Apa yang men-trigger Perang Dingin baru telah dimulai di DK-PBB? Tidak lain masalah Hong Kong yang terkait undang-undang keamanan baru China yang membuat AS dan China semakin bersitegang.
Di latar-belakang situasi baru di DK-PBB, ada dua hal. Pertama konflik China-Taiwan saya perkiranan akan pecah. Amerika dan sekutunya akan turun-tangan. Konflik militer telah membayang. Kedua, aksi hegemonik China di Laut China Selatan untuk mengusir Amerika akan semakin intensif. Ini akan mendapat jawaban keras dari Amerika.
Ketegangan antara AS dan China menjadi masalah besar” bagi PBB sebagai forum utama untuk kerjasama global. Artinya, , Dewan Keamanan “tidak bisa mengambil melaksanakan fungsi utamanya dan mengambil keputusan krusial dalam mengatasi konflik global ke depan.
“Ada cacat besar dalam arsitektur multilateral global saat ini. Dan ini sangat serius,” ujar Olof Skoog, duta besar Uni Eropa untuk PBB.
“Kita menyaksikan polarisasi di Dewan Keamanan,” kata Duta Besar Christoph Heusgen dari Jerman yang saat ini merupakan anggota tidak permanen Dewan Keamanan.
Sekjen PBB Antonio Guterres mengemukakan penyesalan pandemi ini tidak memunculkan rasa kemanusiaan di negara-negara adidaya.
“Jika krisis sekarang memunculkan sesuatu, itu adalah kerapuhan. Kerapuhan kolektif. Ketika kita rapuh, kita harus rendah hati.
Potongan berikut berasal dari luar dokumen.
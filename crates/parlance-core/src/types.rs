//! Shared types used across all Parlance crates.

use serde::{Deserialize, Serialize};
use std::fmt;

/// Unique identifier for an agent in the population.
///
/// Ids are dense indices `0..population_size` and stay stable for the
/// whole run; agents are never destroyed.
#[derive(Debug, Clone, Copy, PartialEq, Eq, Hash, PartialOrd, Ord, Serialize, Deserialize)]
pub struct AgentId(pub u32);

impl AgentId {
    pub fn new(index: u32) -> Self {
        Self(index)
    }

    /// Position of this agent in the population vector.
    pub fn index(&self) -> usize {
        self.0 as usize
    }
}

impl fmt::Display for AgentId {
    fn fmt(&self, f: &mut fmt::Formatter<'_>) -> fmt::Result {
        write!(f, "agent-{}", self.0)
    }
}

/// An opaque referent an agent can become aware of and name.
///
/// Meanings share the agents' index space: a population of N agents talks
/// about exactly the meanings `0..N`.
#[derive(Debug, Clone, Copy, PartialEq, Eq, Hash, PartialOrd, Ord, Serialize, Deserialize)]
pub struct Meaning(pub u32);

impl Meaning {
    pub fn new(index: u32) -> Self {
        Self(index)
    }

    pub fn index(&self) -> usize {
        self.0 as usize
    }
}

impl From<AgentId> for Meaning {
    fn from(id: AgentId) -> Self {
        Self(id.0)
    }
}

impl fmt::Display for Meaning {
    fn fmt(&self, f: &mut fmt::Formatter<'_>) -> fmt::Result {
        write!(f, "m{}", self.0)
    }
}

/// A short symbolic label built from consonant+vowel syllables.
#[derive(Debug, Clone, PartialEq, Eq, Hash, PartialOrd, Ord, Serialize, Deserialize)]
#[serde(transparent)]
pub struct Word(String);

impl Word {
    pub fn new(text: impl Into<String>) -> Self {
        Self(text.into())
    }

    pub fn as_str(&self) -> &str {
        &self.0
    }

    pub fn len(&self) -> usize {
        self.0.len()
    }

    pub fn is_empty(&self) -> bool {
        self.0.is_empty()
    }
}

impl From<&str> for Word {
    fn from(text: &str) -> Self {
        Self::new(text)
    }
}

impl fmt::Display for Word {
    fn fmt(&self, f: &mut fmt::Formatter<'_>) -> fmt::Result {
        f.write_str(&self.0)
    }
}

/// A cell coordinate on the spatial field.
#[derive(Debug, Clone, Copy, PartialEq, Eq, Hash, PartialOrd, Ord, Serialize, Deserialize)]
pub struct Cell {
    pub x: i64,
    pub y: i64,
}

impl Cell {
    pub fn new(x: i64, y: i64) -> Self {
        Self { x, y }
    }

    /// Raw coordinate delta from `self` to `other`.
    pub fn delta_to(&self, other: &Cell) -> Heading {
        Heading::new(other.x - self.x, other.y - self.y)
    }
}

impl fmt::Display for Cell {
    fn fmt(&self, f: &mut fmt::Formatter<'_>) -> fmt::Result {
        write!(f, "({}, {})", self.x, self.y)
    }
}

/// The last movement delta of an agent.
///
/// On a toroidal field a wrapped step reports the raw coordinate delta,
/// e.g. `(-(width - 1), 0)` when stepping right off the last column.
#[derive(Debug, Clone, Copy, PartialEq, Eq, Hash, Serialize, Deserialize)]
pub struct Heading {
    pub dx: i64,
    pub dy: i64,
}

impl Heading {
    pub fn new(dx: i64, dy: i64) -> Self {
        Self { dx, dy }
    }

    /// The four unit headings of a Von Neumann neighbourhood.
    pub const CARDINALS: [Heading; 4] = [
        Heading { dx: -1, dy: 0 },
        Heading { dx: 1, dy: 0 },
        Heading { dx: 0, dy: -1 },
        Heading { dx: 0, dy: 1 },
    ];
}

impl Default for Heading {
    fn default() -> Self {
        Self::new(1, 0)
    }
}

/// The current tick of the simulation.
pub type Tick = u64;

/// A scored conversation, as seen by the speaker.
///
/// `word` is `None` when the speaker had no word for the meaning, which
/// is the signal for a coinage opportunity.
#[derive(Debug, Clone, PartialEq, Serialize, Deserialize)]
pub struct Conversation {
    pub word: Option<Word>,
    pub meaning: Meaning,
    /// 1.0 on success, 0.0 on failure.
    pub success: f64,
}

impl Conversation {
    pub fn new(word: Option<Word>, meaning: Meaning, success: f64) -> Self {
        Self { word, meaning, success }
    }

    pub fn succeeded(&self) -> bool {
        self.success >= 1.0
    }
}

/// What happened when an agent talked to a cellmate.
#[derive(Debug, Clone, PartialEq, Serialize)]
pub enum ExchangeOutcome {
    /// One side did not know the meaning yet and learned it.
    /// Unscored; adaptation does not run.
    Discovery {
        hearer: AgentId,
        learner: AgentId,
        meaning: Meaning,
    },
    /// The speaker's pointing overrode the hearer's coupling for `word`.
    /// Unscored; adaptation does not run.
    Correction {
        hearer: AgentId,
        word: Word,
        from: Meaning,
        to: Meaning,
    },
    /// A scored exchange that feeds the success statistics.
    Scored {
        hearer: AgentId,
        conversation: Conversation,
    },
}

impl ExchangeOutcome {
    /// The scored conversation, if this exchange was scored.
    pub fn conversation(&self) -> Option<&Conversation> {
        match self {
            ExchangeOutcome::Scored { conversation, .. } => Some(conversation),
            _ => None,
        }
    }

    pub fn is_scored(&self) -> bool {
        matches!(self, ExchangeOutcome::Scored { .. })
    }

    /// The agent that was spoken to.
    pub fn hearer(&self) -> AgentId {
        match self {
            ExchangeOutcome::Discovery { hearer, .. }
            | ExchangeOutcome::Correction { hearer, .. }
            | ExchangeOutcome::Scored { hearer, .. } => *hearer,
        }
    }
}

/// Lifecycle of a simulation run.
#[derive(Debug, Clone, Copy, PartialEq, Eq, Serialize, Deserialize)]
pub enum SimulationState {
    /// Agents placed, registry and tracker initialized; no tick run yet.
    Constructed,
    /// At least one tick has run.
    Running,
    /// Stopped externally or aborted by an invariant violation.
    Stopped,
}

#[cfg(test)]
mod tests {
    use super::*;

    #[test]
    fn meaning_shares_agent_index_space() {
        let id = AgentId::new(7);
        assert_eq!(Meaning::from(id), Meaning::new(7));
        assert_eq!(Meaning::from(id).index(), id.index());
    }

    #[test]
    fn heading_is_raw_delta() {
        let from = Cell::new(4, 2);
        let to = Cell::new(0, 2);
        assert_eq!(from.delta_to(&to), Heading::new(-4, 0));
    }

    #[test]
    fn only_scored_outcomes_carry_conversations() {
        let scored = ExchangeOutcome::Scored {
            hearer: AgentId::new(1),
            conversation: Conversation::new(Some(Word::from("BA")), Meaning::new(0), 1.0),
        };
        let discovery = ExchangeOutcome::Discovery {
            hearer: AgentId::new(1),
            learner: AgentId::new(0),
            meaning: Meaning::new(3),
        };
        assert!(scored.is_scored());
        assert!(scored.conversation().unwrap().succeeded());
        assert!(discovery.conversation().is_none());
        assert_eq!(discovery.hearer(), AgentId::new(1));
        assert_eq!(scored.hearer(), AgentId::new(1));
    }
}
Ketika kita rendah hati, kita harus bersatu dan memiliki solidaritas,” ujarnya dalam pernyataan yang ditujukan kepada anggota Dewan Keamanan.
Dia kemudian mengemukakan pandangannya bahwa AS dan China yang merupakan anggota tetap Dewan Keamanan benar-benar memanfaatkan hak veto yang menekankan pengaruh kedua negara itu.
“Saya tidak pernah melihat tugas Dewan Keamanan dilumpuhkan oleh anggota-anggota (permanen) seperti sekarang,” ujar Guterres.
Jika Dewan Keamanan PBB paralyzed karena Perang Dingin baru telah dimulai oleh dua dari P-5, maka perdamaian dan keamanan internasional sudah lepas kontrol.
Akankah kita membiarkan AS dan China merobek-robek Statuta PBB yang melumpuhkan DK-PBB, dan membiarkan konflik dan pacuan senjata terjadi secara bilateral seperti ketika masa Perang Dingin yang lalu?